─── SUPPLIED INFORMATION ───

//! The manifest assembler
//!
//! An [`Assembler`] bundles a [`Schema`] with its [`AssemblerConfig`]. Every
//! operation takes the resource it augments by reference and returns a new one;
//! the operations themselves live next to their domain (`service`, `rbac`,
//! `volumes`, `resources`, `scheduling`).

use indexmap::IndexMap;
use kubemix_core::{KubeSchema, ListStrategy, Resource, Schema, deep_merge};
use serde_json::Value as JsonValue;

use crate::config::AssemblerConfig;
use crate::error::Result;
use crate::flags;

/// Assembler builder
pub struct AssemblerBuilder<S: Schema = KubeSchema> {
    schema: S,
    config: AssemblerConfig,
}

impl Default for AssemblerBuilder<KubeSchema> {
    fn default() -> Self {
        Self::new()
    }
}

impl AssemblerBuilder<KubeSchema> {
    pub fn new() -> Self {
        Self {
            schema: KubeSchema,
            config: AssemblerConfig::default(),
        }
    }
}

impl<S: Schema> AssemblerBuilder<S> {
    /// Use a different schema (e.g. a test double)
    pub fn schema<T: Schema>(self, schema: T) -> AssemblerBuilder<T> {
        AssemblerBuilder {
            schema,
            config: self.config,
        }
    }

    /// Replace all defaults
    pub fn config(mut self, config: AssemblerConfig) -> Self {
        self.config = config;
        self
    }

    pub fn flag_prefix(mut self, prefix: impl Into<String>) -> Self {
        self.config.flag_prefix = prefix.into();
        self
    }

    pub fn service_name_format(mut self, format: impl Into<String>) -> Self {
        self.config.service_name_format = format.into();
        self
    }

    pub fn secret_default_mode(mut self, mode: i32) -> Self {
        self.config.secret_default_mode = mode;
        self
    }

    pub fn topology_key(mut self, key: impl Into<String>) -> Self {
        self.config.topology_key = key.into();
        self
    }

    /// Build the assembler
    pub fn build(self) -> Assembler<S> {
        Assembler::with_schema(self.schema, self.config)
    }
}

/// Builds Kubernetes manifests from a base resource and a series of steps
#[derive(Debug, Clone, Default)]
pub struct Assembler<S: Schema = KubeSchema> {
    schema: S,
    config: AssemblerConfig,
}

impl Assembler<KubeSchema> {
    /// Assembler with the k8s-openapi schema and default settings
    pub fn new() -> Self {
        Self::with_schema(KubeSchema, AssemblerConfig::default())
    }

    /// Create a builder
    pub fn builder() -> AssemblerBuilder<KubeSchema> {
        AssemblerBuilder::new()
    }
}

impl<S: Schema> Assembler<S> {
    pub fn with_schema(schema: S, config: AssemblerConfig) -> Self {
        Self { schema, config }
    }

    /// The schema used to build base resources and fragments
    pub fn schema(&self) -> &S {
        &self.schema
    }

    pub fn config(&self) -> &AssemblerConfig {
        &self.config
    }

    /// Convert an option map to command line flags
    ///
    /// `prefix` falls back to the configured flag prefix (`-` by default).
    pub fn map_to_flags(
        &self,
        map: &IndexMap<String, JsonValue>,
        prefix: Option<&str>,
    ) -> Vec<String> {
        flags::map_to_flags(map, prefix.unwrap_or(&self.config.flag_prefix))
    }

    /// Mix a fragment into every container of the pod template
    ///
    /// Lists in the fragment are appended, so a `volumeMounts` or `env` mixin
    /// adds entries instead of replacing them.
    pub fn with_container_mixin(&self, workload: &Resource, mixin: &JsonValue) -> Result<Resource> {
        let mut result = workload.clone();
        for container in result.containers_mut()? {
            deep_merge(container, mixin, ListStrategy::Append);
        }

        tracing::trace!(resource = %workload.display_name(), "applied container mixin");
        Ok(result)
    }
}

#[cfg(test)]
mod tests {
    use super::*;
    use serde_json::json;

    fn deployment(assembler: &Assembler) -> Resource {
        let schema = assembler.schema();
        let containers = vec![
            schema.container("web", "nginx").unwrap(),
            schema.container("sidecar", "envoy").unwrap(),
        ];
        schema.deployment("api", 1, containers).unwrap()
    }

    #[test]
    fn test_builder_overrides() {
        let assembler = Assembler::builder()
            .flag_prefix("--")
            .secret_default_mode(0o440)
            .topology_key("topology.kubernetes.io/zone")
            .service_name_format("%(port)s")
            .build();

        let config = assembler.config();
        assert_eq!(config.flag_prefix, "--");
        assert_eq!(config.secret_default_mode, 288);
        assert_eq!(config.topology_key, "topology.kubernetes.io/zone");
        assert_eq!(config.service_name_format, "%(port)s");
    }

    #[test]
    fn test_map_to_flags_default_prefix() {
        let mut map = IndexMap::new();
        map.insert("a".to_string(), json!(1));

        let assembler = Assembler::new();
        assert_eq!(assembler.map_to_flags(&map, None), vec!["-a=1"]);
        assert_eq!(assembler.map_to_flags(&map, Some("--")), vec!["--a=1"]);

        let custom = Assembler::builder().flag_prefix("/").build();
        assert_eq!(custom.map_to_flags(&map, None), vec!["/a=1"]);
    }

    #[test]
    fn test_container_mixin_applies_to_all_containers() {
        let assembler = Assembler::new();
        let d = deployment(&assembler);
        let mixin = json!({"env": [{"name": "MODE", "value": "prod"}]});

        let updated = assembler.with_container_mixin(&d, &mixin).unwrap();
        for container in updated.containers().unwrap() {
            assert_eq!(container["env"], json!([{"name": "MODE", "value": "prod"}]));
        }
        assert!(d.containers().unwrap()[0].get("env").is_none());
    }

    #[test]
    fn test_container_mixin_requires_containers() {
        let assembler = Assembler::new();
        let svc = Resource::from(json!({"kind": "Service"}));
        assert!(assembler.with_container_mixin(&svc, &json!({})).is_err());
    }
}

───

**TASK REQUIREMENTS:**
Using the entries above, give back exactly the line containing "deep_merge(container, mixin, ListStrategy::Append);", the line containing "let schema = assembler.schema();", and every line between them, and nothing else.

**SOLVED EXERCISE:**
            deep_merge(container, mixin, ListStrategy::Append);
        }

        tracing::trace!(resource = %workload.display_name(), "applied container mixin");
        Ok(result)
    }
}

#[cfg(test)]
mod tests {
    use super::*;
    use serde_json::json;

    fn deployment(assembler: &Assembler) -> Resource {
        let schema = assembler.schema();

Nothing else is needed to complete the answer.